Cette absence prolongée soulève des interrogations croissantes au sein des milieux politiques iraniens quant à sa capacité à gérer l’un des moments les plus complexes de l’histoire contemporaine de l’Iran, selon le Wall Street Journal.
Des rapports diffusés, s’appuyant sur des informations transmises par des sources de renseignement américaines et des responsables iraniens, indiquent que Mojtaba Khamenei aurait été gravement blessé lors d’un raid aérien survenu en février dernier, qui aurait coûté la vie à son épouse, à son fils et à son père, l’ancien Guide Ali Khamenei.
Depuis cet incident, le nouveau Guide n’est pas apparu en public et aucun enregistrement audio ou vidéo de lui n’a été diffusé. Sa présence s’est limitée à des communiqués écrits et à des photographies officielles dont des observateurs contestent l’authenticité, estimant que certaines auraient pu être modifiées au moyen de techniques avancées ou générées à l’aide d’outils d’intelligence artificielle.
Des divisions manifestes
L’impact de cette absence se complique davantage à mesure que le régime iranien entre dans une phase de négociations cruciales pour mettre fin au conflit.
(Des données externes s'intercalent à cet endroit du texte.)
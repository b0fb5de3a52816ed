//! Test fixtures for route-eta.
//!
//! Provides a mock transport that serves canned provider JSON and records
//! every request, plus builders for geocoding and directions bodies.

#![allow(dead_code)]

use std::collections::HashMap;
use std::sync::Mutex;
use std::time::Duration;

use serde_json::{Value, json};

use route_eta::config::ProviderConfig;
use route_eta::traits::{HttpTransport, TransportError};

pub const GEOCODE_URL: &str = "http://geocode.test/json";
pub const DIRECTIONS_URL: &str = "http://directions.test/json";
pub const API_KEY: &str = "test-key";

/// Encodes (38.5, -120.2), (40.7, -120.95), (43.252, -126.453).
pub const REFERENCE_POLYLINE: &str = "_p~iF~ps|U_ulLnnqC_mqNvxq`@";
/// A latitude with no longitude.
pub const BROKEN_POLYLINE: &str = "_p~iF";

pub const INDIA_GATE: (f64, f64) = (28.6129, 77.2295);
pub const TAJ_MAHAL: (f64, f64) = (27.1751, 78.0421);

pub fn provider() -> ProviderConfig {
    let mut provider = ProviderConfig::new(API_KEY);
    provider.geocode_url = GEOCODE_URL.to_string();
    provider.directions_url = DIRECTIONS_URL.to_string();
    provider
}

#[derive(Debug, Clone)]
pub struct Call {
    pub url: String,
    pub params: HashMap<String, String>,
    pub timeout: Duration,
}

/// Serves geocoding bodies keyed by address and a single directions body.
#[derive(Default)]
pub struct MockTransport {
    geocode: HashMap<String, Result<String, TransportError>>,
    directions: Option<Result<String, TransportError>>,
    calls: Mutex<Vec<Call>>,
}

impl MockTransport {
    pub fn new() -> Self {
        Self::default()
    }

    pub fn place(mut self, address: &str, body: Value) -> Self {
        self.geocode.insert(address.to_string(), Ok(body.to_string()));
        self
    }

    pub fn place_error(mut self, address: &str, err: TransportError) -> Self {
        self.geocode.insert(address.to_string(), Err(err));
        self
    }

    pub fn place_raw(mut self, address: &str, body: &str) -> Self {
        self.geocode.insert(address.to_string(), Ok(body.to_string()));
        self
    }

    pub fn directions(mut self, body: Value) -> Self {
        self.directions = Some(Ok(body.to_string()));
        self
    }

    pub fn directions_error(mut self, err: TransportError) -> Self {
        self.directions = Some(Err(err));
        self
    }

    pub fn calls(&self) -> Vec<Call> {
        self.calls.lock().unwrap().clone()
    }

    pub fn call_count(&self) -> usize {
        self.calls.lock().unwrap().len()
    }

    pub fn calls_to(&self, url: &str) -> usize {
        self.calls.lock().unwrap().iter().filter(|call| call.url == url).count()
    }
}

impl HttpTransport for MockTransport {
    fn get(&self, url: &str, query: &[(&str, &str)], timeout: Duration) -> Result<String, TransportError> {
        let params: HashMap<String, String> = query
            .iter()
            .map(|(k, v)| (k.to_string(), v.to_string()))
            .collect();
        self.calls.lock().unwrap().push(Call {
            url: url.to_string(),
            params: params.clone(),
            timeout,
        });

        match url {
            GEOCODE_URL => {
                let address = params.get("address").cloned().unwrap_or_default();
                self.geocode
                    .get(&address)
                    .cloned()
                    .unwrap_or_else(|| Err(TransportError::Connection(format!("no stub for {}", address))))
            }
            DIRECTIONS_URL => self
                .directions
                .clone()
                .unwrap_or_else(|| Err(TransportError::Connection("no directions stub".to_string()))),
            other => Err(TransportError::Connection(format!("unexpected url {}", other))),
        }
    }
}

pub fn geocode_ok((lat, lng): (f64, f64)) -> Value {
    json!({
        "status": "OK",
        "results": [
            { "geometry": { "location": { "lat": lat, "lng": lng } } }
        ]
    })
}

pub fn geocode_status(status: &str) -> Value {
    json!({ "status": status, "results": [] })
}

/// Builder for one route in a directions body.
#[derive(Clone, Debug)]
pub struct RouteStub {
    summary: String,
    polyline: String,
    duration: u64,
    duration_in_traffic: Option<u64>,
    distance: u64,
    steps: usize,
}

impl RouteStub {
    pub fn new(summary: &str) -> Self {
        Self {
            summary: summary.to_string(),
            polyline: REFERENCE_POLYLINE.to_string(),
            duration: 3600,
            duration_in_traffic: None,
            distance: 100_000,
            steps: 10,
        }
    }

    pub fn duration(mut self, seconds: u64) -> Self {
        self.duration = seconds;
        self
    }

    pub fn traffic(mut self, seconds: u64) -> Self {
        self.duration_in_traffic = Some(seconds);
        self
    }

    pub fn distance(mut self, meters: u64) -> Self {
        self.distance = meters;
        self
    }

    pub fn steps(mut self, steps: usize) -> Self {
        self.steps = steps;
        self
    }

    pub fn polyline(mut self, encoded: &str) -> Self {
        self.polyline = encoded.to_string();
        self
    }

    fn to_json(&self) -> Value {
        let steps: Vec<Value> = (0..self.steps)
            .map(|i| json!({ "html_instructions": format!("step {}", i) }))
            .collect();
        let mut leg = json!({
            "duration": { "text": "", "value": self.duration },
            "distance": { "text": "", "value": self.distance },
            "steps": steps,
        });
        if let Some(traffic) = self.duration_in_traffic {
            leg["duration_in_traffic"] = json!({ "text": "", "value": traffic });
        }
        json!({
            "summary": self.summary,
            "overview_polyline": { "points": self.polyline },
            "legs": [leg],
        })
    }
}

pub fn directions_ok(routes: &[RouteStub]) -> Value {
    json!({
        "status": "OK",
        "routes": routes.iter().map(RouteStub::to_json).collect::<Vec<_>>(),
    })
}

pub fn directions_status(status: &str) -> Value {
    json!({ "status": status, "routes": [] })
}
Les pourparlers en cours ont révélé des divisions manifestes entre les différentes factions du pouvoir quant à la nature des concessions susceptibles d’être accordées pour parvenir à un accord avec les États-Unis.
En l’absence d’une position claire du Guide, les critiques se sont intensifiées au sein du courant conservateur radical à l’encontre des figures qui mènent les négociations, au premier rang desquelles le président du Parlement, Mohammad Bagher Ghalibaf.
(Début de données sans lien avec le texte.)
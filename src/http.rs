//! Blocking HTTP adapter for the geocoding and directions providers.

use std::time::Duration;

use tracing::debug;

use crate::traits::{HttpTransport, TransportError};

/// Upper bound applied at the client level; per-request timeouts are tighter.
const CLIENT_TIMEOUT_SECS: u64 = 30;

#[derive(Debug, Clone)]
pub struct ReqwestTransport {
    client: reqwest::blocking::Client,
}

impl ReqwestTransport {
    pub fn new() -> Result<Self, reqwest::Error> {
        let client = reqwest::blocking::Client::builder()
            .timeout(Duration::from_secs(CLIENT_TIMEOUT_SECS))
            .build()?;

        Ok(Self { client })
    }
}

impl HttpTransport for ReqwestTransport {
    fn get(&self, url: &str, query: &[(&str, &str)], timeout: Duration) -> Result<String, TransportError> {
        debug!(url, ?timeout, "GET");

        self.client
            .get(url)
            .query(query)
            .timeout(timeout)
            .send()
            .and_then(|resp| resp.error_for_status())
            .and_then(|resp| resp.text())
            .map_err(|err| classify(err, timeout))
    }
}

fn classify(err: reqwest::Error, timeout: Duration) -> TransportError {
    if err.is_timeout() {
        TransportError::Timeout(timeout)
    } else if let Some(status) = err.status() {
        TransportError::Status(status.as_u16())
    } else {
        // The URL carries the API key.
        TransportError::Connection(err.without_url().to_string())
    }
}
Les analystes estiment que ce vide de leadership a affecté les équilibres de pouvoir au sein du régime, l’Iran ayant historiquement compté, dans les tournants décisifs, sur une intervention directe du Guide suprême pour trancher les différends entre les différents centres d’influence.
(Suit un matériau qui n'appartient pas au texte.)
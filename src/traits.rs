//! Seams between the pipeline and the outside world.
//!
//! Production code plugs in reqwest and a model artifact; tests plug in
//! canned responses and recording models.

use std::time::Duration;

use thiserror::Error;

/// Transport-level failure. Carries no provider semantics.
#[derive(Debug, Clone, PartialEq, Eq, Error)]
pub enum TransportError {
    #[error("request timed out after {0:?}")]
    Timeout(Duration),

    #[error("HTTP status {0}")]
    Status(u16),

    #[error("{0}")]
    Connection(String),
}

/// Issues a GET request and returns the response body.
///
/// Implementations must honor `timeout` and must not retry.
pub trait HttpTransport: Sync {
    fn get(&self, url: &str, query: &[(&str, &str)], timeout: Duration) -> Result<String, TransportError>;
}

/// A pre-trained regression model mapping `[distance_km, step_proxy]` to minutes.
pub trait RegressionModel: Send + Sync {
    fn predict(&self, features: [f64; 2]) -> f64;
}
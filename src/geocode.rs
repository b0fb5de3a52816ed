//! Place name to coordinate resolution against the geocoding provider.

use serde::Deserialize;
use tracing::{debug, info};

use crate::config::ProviderConfig;
use crate::coordinate::Coordinate;
use crate::error::{Error, FailureReason};
use crate::traits::HttpTransport;

const STATUS_OK: &str = "OK";

#[derive(Debug, Deserialize)]
struct GeocodeResponse {
    status: String,
    #[serde(default)]
    results: Vec<GeocodeResult>,
}

#[derive(Debug, Deserialize)]
struct GeocodeResult {
    geometry: GeocodeGeometry,
}

#[derive(Debug, Deserialize)]
struct GeocodeGeometry {
    location: Coordinate,
}

/// Resolves `place` to the provider's first match.
///
/// Empty input is rejected before any request. Every call hits the provider.
pub fn resolve<T: HttpTransport + ?Sized>(
    transport: &T,
    provider: &ProviderConfig,
    place: &str,
) -> Result<Coordinate, Error> {
    let place = place.trim();
    if place.is_empty() {
        return Err(Error::InvalidInput("place name must not be empty".to_string()));
    }

    let failure = |reason| Error::ResolutionFailure {
        place: place.to_string(),
        reason,
    };

    let body = transport
        .get(
            &provider.geocode_url,
            &[("address", place), ("key", provider.api_key.as_str())],
            provider.geocode_timeout,
        )
        .map_err(|err| failure(FailureReason::Network(err.to_string())))?;

    let response: GeocodeResponse = serde_json::from_str(&body)
        .map_err(|err| failure(FailureReason::MalformedResponse(err.to_string())))?;

    if response.status != STATUS_OK {
        debug!(place, status = %response.status, "geocoding miss");
        return Err(failure(FailureReason::ProviderStatus(response.status)));
    }

    let coordinate = response
        .results
        .into_iter()
        .next()
        .map(|result| result.geometry.location)
        .ok_or_else(|| failure(FailureReason::MalformedResponse("OK status without results".to_string())))?;

    info!(place, lat = coordinate.lat, lng = coordinate.lng, "resolved place");
    Ok(coordinate)
}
Les observateurs rappellent des précédents historiques marquants, notamment la décision de Khomeini de mettre fin à la guerre Iran-Irak, ainsi que le rôle joué par Ali Khamenei dans la gestion des divergences internes lors des négociations de l’accord nucléaire en 2015, lorsqu’il avait conféré un soutien politique clair au processus de négociation.
Dans une tentative d’endiguer la controverse, le président iranien Masoud Pezeshkian a déclaré avoir tenu une longue rencontre avec Mojtaba Khamenei, qui aurait duré deux heures et demie. Toutefois, son refus de préciser la date et le lieu de la réunion, ainsi que son insistance sur la nature du dialogue sans en révéler le contenu, ont entretenu les doutes.
Saeed Golkar, spécialiste des forces de sécurité iraniennes et professeur assistant à l’Université du Tennessee à Chattanooga, a déclaré : « Pezeshkian tente de convaincre à la fois les opposants au régime et ses partisans que Mojtaba se cache pour des raisons de sécurité, et non parce qu’il est mort. »
Un double défi
Malgré ces assurances, les évaluations d’experts des affaires iraniennes indiquent toujours que l’absence prolongée du nouveau Guide reflète très probablement une incapacité, qu’elle soit sanitaire ou politique, l’empêchant d’exercer pleinement ses fonctions à cette étape critique.
Les spécialistes soulignent que l’administration Pezeshkian se trouve confrontée à un double défi : mener des négociations complexes pour mettre fin à la guerre, tout en convainquant l’opinion intérieure que l’appareil dirigeant demeure cohérent et capable de prendre des décisions, en dépit de l’absence de l’homme censé conférer à tout accord sa légitimité politique et historique.